BEST of Italy: Piemonte vs Tuscany Quaff-down

It was the heavyweight showdown of the Winter season. Leonard vs Duran. Griffith vs Paret. Ali vs Foreman. Maybe more like LaMotta against Robinson?? We threw examples into the ring of the best that the two premium regions in Italy had to offer: two Baroli from Piemonte and a “classico” Tuscan blend…not a Super Tuscan or some Syrah concoction. C-L-A-S-S-I-C Tuscan. 80% Sangiovese, 10% Canaiolo and 10% Colorino. Pure Tuscan sunlight and air. The Baroli were no slouches – a 1995 from the Dean of Barolo New Wave and a 1996 IN MAG from across the road below Monforte d’Alba. Just another wet evening delaying the arrival of Dotoré and IGTY’s favored season. A night of vinos tesoros.

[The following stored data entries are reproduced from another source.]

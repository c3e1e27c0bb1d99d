use std::sync::Arc;

use crate::list::{tail_labels, PublicSuffixList};

/// Script used when rendering a registrable domain
#[derive(Debug, Clone, Copy, Default, PartialEq, Eq)]
pub enum OutputForm {
    /// Unicode labels, e.g. "食狮.公司.cn"
    #[default]
    Unicode,
    /// ASCII/punycode labels, e.g. "xn--85x722f.xn--55qx5d.cn"
    Ascii,
}

/// Extracts the registrable domain (public suffix plus one label)
#[derive(Debug, Clone)]
pub struct RegisteredDomain {
    psl: Arc<PublicSuffixList>,
}

impl RegisteredDomain {
    /// Create a new extractor over a suffix list.
    pub fn new(psl: Arc<PublicSuffixList>) -> Self {
        Self { psl }
    }

    /// The suffix list in use
    pub fn list(&self) -> &Arc<PublicSuffixList> {
        &self.psl
    }

    /// Get the registrable domain of `host`, rendered in Unicode.
    ///
    /// Returns `None` for empty input, IP literals, and hosts that are
    /// themselves a public suffix.
    pub fn registered_domain(&self, host: &str) -> Option<String> {
        self.registered_domain_with(host, OutputForm::Unicode)
    }

    /// Get the registrable domain of `host`, rendered in `form`.
    pub fn registered_domain_with(&self, host: &str, form: OutputForm) -> Option<String> {
        let ascii = registered_ascii(&self.psl, host)?;
        Some(match form {
            OutputForm::Ascii => ascii,
            OutputForm::Unicode => self.psl.idna().to_unicode(&ascii),
        })
    }
}

/// Registrable domain of `host` in ASCII form.
pub(crate) fn registered_ascii(psl: &PublicSuffixList, host: &str) -> Option<String> {
    let resolved = psl.resolve(host)?;
    if resolved.is_public_suffix() {
        return None;
    }

    let domain = tail_labels(&resolved.ascii, resolved.suffix + 1);
    // "a..com" has an empty label right before the suffix
    if domain.starts_with('.') {
        return None;
    }
    Some(domain.to_string())
}
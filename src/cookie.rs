//! Cookie domain matching (RFC 6265 section 5.1.3) with public suffix
//! checks.

use std::sync::Arc;

use crate::list::PublicSuffixList;
use crate::normalize::{is_ip_literal, normalize};
use crate::registered::registered_ascii;

/// Cookie matcher options.
#[derive(Debug, Clone)]
pub struct CookieOptions {
    /// Reject public suffix domains and cross-registrable-domain scopes
    pub enforce_public_suffix: bool,
}

impl Default for CookieOptions {
    fn default() -> Self {
        Self {
            enforce_public_suffix: true,
        }
    }
}

impl CookieOptions {
    /// Create new cookie options.
    pub fn new() -> Self {
        Self::default()
    }

    /// Enable or disable public suffix enforcement.
    pub fn with_enforce_public_suffix(mut self, enabled: bool) -> Self {
        self.enforce_public_suffix = enabled;
        self
    }
}

/// Decides whether a cookie `Domain` attribute may scope a request host
#[derive(Debug, Clone)]
pub struct CookieDomainMatcher {
    psl: Arc<PublicSuffixList>,
    options: CookieOptions,
}

impl CookieDomainMatcher {
    /// Create a matcher with public suffix enforcement enabled.
    pub fn new(psl: Arc<PublicSuffixList>) -> Self {
        Self::with_options(psl, CookieOptions::default())
    }

    pub fn with_options(psl: Arc<PublicSuffixList>, options: CookieOptions) -> Self {
        Self { psl, options }
    }

    pub fn options(&self) -> &CookieOptions {
        &self.options
    }

    /// Check whether a cookie for `domain` may be set by or sent to `host`.
    ///
    /// An empty domain is a host-only cookie and always matches. `localhost`
    /// and IP literals never match as a domain scope.
    pub fn domain_matches(&self, host: &str, domain: &str) -> bool {
        let host = normalize(host);
        let domain = domain.trim();
        let domain = normalize(domain.strip_prefix('.').unwrap_or(domain));

        if domain.is_empty() {
            return true;
        }
        if domain == "localhost" {
            return false;
        }
        if is_ip_literal(&host) || is_ip_literal(&domain) {
            return false;
        }

        if self.options.enforce_public_suffix {
            if self.psl.is_public_suffix(&domain) {
                return false;
            }
            let host_reg = registered_ascii(&self.psl, &host);
            let domain_reg = registered_ascii(&self.psl, &domain);
            if let (Some(host_reg), Some(domain_reg)) = (host_reg, domain_reg) {
                if host_reg != domain_reg {
                    return false;
                }
            }
        }

        let idna = self.psl.idna();
        let host = idna.to_ascii(&host);
        let domain = idna.to_ascii(&domain);

        host == domain
            || (host.len() > domain.len()
                && host.ends_with(&domain)
                && host.as_bytes()[host.len() - domain.len() - 1] == b'.')
    }
}

#[cfg(test)]
mod tests {
    use super::*;

    const RULES: &str = "com\nuk\nco.uk\nde\n*.ck\n!www.ck\n";

    fn matcher() -> CookieDomainMatcher {
        CookieDomainMatcher::new(Arc::new(RULES.parse().unwrap()))
    }

    #[test]
    fn test_exact_and_subdomain() {
        let m = matcher();
        assert!(m.domain_matches("example.com", "example.com"));
        assert!(m.domain_matches("www.example.com", "example.com"));
        assert!(m.domain_matches("a.b.example.com", "example.com"));
        assert!(!m.domain_matches("example.com", "www.example.com"));
        assert!(!m.domain_matches("notexample.com", "example.com"));
    }

    #[test]
    fn test_host_only_cookie() {
        let m = matcher();
        assert!(m.domain_matches("example.com", ""));
        assert!(m.domain_matches("192.168.0.1", ""));
        assert!(m.domain_matches("localhost", ""));
        assert!(m.domain_matches("", ""));
        assert!(m.domain_matches("example.com", "."));
    }

    #[test]
    fn test_localhost_rejected() {
        let m = matcher();
        assert!(!m.domain_matches("localhost", "localhost"));
        assert!(!m.domain_matches("app.localhost", "localhost"));
    }

    #[test]
    fn test_ip_literals_rejected() {
        let m = matcher();
        assert!(!m.domain_matches("192.168.1.1", "192.168.1.1"));
        assert!(!m.domain_matches("192.168.1.1", "1.1"));
        assert!(!m.domain_matches("[::1]:443", "::1"));
        assert!(!m.domain_matches("example.com", "10.0.0.1"));
    }

    #[test]
    fn test_public_suffix_rejected() {
        let m = matcher();
        assert!(!m.domain_matches("example.com", "com"));
        assert!(!m.domain_matches("example.co.uk", "co.uk"));
        assert!(!m.domain_matches("example.co.uk", ".co.uk"));
        assert!(!m.domain_matches("sub.something.ck", "something.ck"));
        assert!(m.domain_matches("sub.www.ck", "www.ck"));
    }

    #[test]
    fn test_cross_domain_rejected() {
        let m = matcher();
        assert!(!m.domain_matches("google.com", "facebook.com"));
        assert!(!m.domain_matches("google.co.uk", "amazon.co.uk"));
    }

    #[test]
    fn test_normalization() {
        let m = matcher();
        assert!(m.domain_matches("WWW.EXAMPLE.COM", "example.com"));
        assert!(m.domain_matches("example.com", ".example.com"));
        assert!(m.domain_matches("www.example.com", " .example.com"));
        assert!(m.domain_matches("example.com:8080", "example.com"));
        assert!(m.domain_matches("https://www.example.com/login", "example.com"));
        assert!(m.domain_matches("example.com.", "example.com"));
    }

    #[test]
    fn test_idn_match() {
        let m = matcher();
        assert!(m.domain_matches("münchen.de", "münchen.de"));
        assert!(m.domain_matches("www.münchen.de", "xn--mnchen-3ya.de"));
        assert!(m.domain_matches("www.xn--mnchen-3ya.de", "münchen.de"));
    }

    #[test]
    fn test_without_public_suffix_enforcement() {
        let m = CookieDomainMatcher::with_options(
            Arc::new(RULES.parse().unwrap()),
            CookieOptions::new().with_enforce_public_suffix(false),
        );
        assert!(!m.options().enforce_public_suffix);
        assert!(m.domain_matches("example.com", "com"));
        // Still never matches across unrelated names
        assert!(!m.domain_matches("google.com", "facebook.com"));
        assert!(!m.domain_matches("localhost", "localhost"));
        assert!(!m.domain_matches("192.168.1.1", "192.168.1.1"));
    }
}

2006 Grilli di Testamatta $30: The calling card is Sangiovese and Tuscan wine. I can think of a few reasons to doubt the pitch. Los Angeles MacMansions as Tuscan Villas. Every freaking thing around this town has to be Tuscan. Mega-developers can’t just build a mall. It has to be a Tuscan Piazza. Diane Lane decorates a Tuscan home, falls in love, gets her heart broken…something like that. Realtors know if you want to sell big ticket homes they had better be Tuscan-style. So naturally Tuscany is just a little bit overexposed and under-impressive on the face of things. Not that it has always been this way.

it's magic right?

Blame that film with Diane Lane and the advent of Tuscan vintners who threw off the AOC chains and started adding Cabernet Sauvignon and Merlot to Sangiovese. Hello Super Tuscan wines. Sassicaia, Ornellaia, Flaccianello. As though the whole program was dreamed up by Versacci. What about this wine? WOW. What a nose. Bacon fat sizzling on the griddle…or is that the Grilli? Dark dark brick color. Middle weight. Light on its feet and packing a punch. BOOM! Aerator brings out the chocolate. This wine is still young but it is drinking beautifully right now without and with the aerator. Tobacco, choco, dry and dusty. Just enough grit to remind us this is the essence of Tuscany. It turns out this is the lesser of the premium wines from newbie not shot producer Bibi Gaetz. Everything in the blend is from the younger vines. If this is the baby Testamatta we need a nursery. We love Italy and we love Italian wines. This is a find. tBoW is on the hunt. Outstanding. What is the big brother – Testamatta 100% Sangio and $130 – like? 13.5%

1995 Clerico Pajana Barolo
$116: Inky dark. A tough vintage that has hidden itself for 15 years. Domenico Clerico is one of the leaders of the new oak, small barrique, new wave in Barolo [ed. about 20 years old now?]. The first pour is tight. The nose is…is…closed up like a banker’s suit. We drink it both ways – aerated and not for the next hour. The wine opens up and shows the true tar and roses. The wine gets better and better. Could go another few years but we think we opened it at the right time. Clerico is a Nebbiolo master. 13.5%

1996 Rocche dei Manzoni Bricco Manzoni
$64 (when purchased): In magnum. Red color. Sublime, softer, shy. When it opens after 30 minutes the wine is all roses and floral. Complex blend of soft fruit, seductive. Where the 1995 Clerico is at first hard as a rock this wine is beguiling, young, vibrant. Holding back the charm. It opened to a mouthful of sweet Piemontese cherries and soft tobacco nuances. Power and grace. This is where Barolo meets Burgundy. 13.5%

All three of these wines show how Italy produces wines as great as any wine anywhere. And if you could buy any of these today it would be a worthwhile investment. We love the Baroli but are partial to the Grilli [ed. contributed generously by tBoW Team Taster The-Wine-Handler; gratitude]. We were fortunate to purchase these wines over a decade ago. We kept them in the cellar and opened them at the right time. Sometimes it works out well. As we have seen such is not always the case. I will venture an opinion that we get crossed up more often with Burgundy wines than with Baroli. Time to hunt for Sangio deals.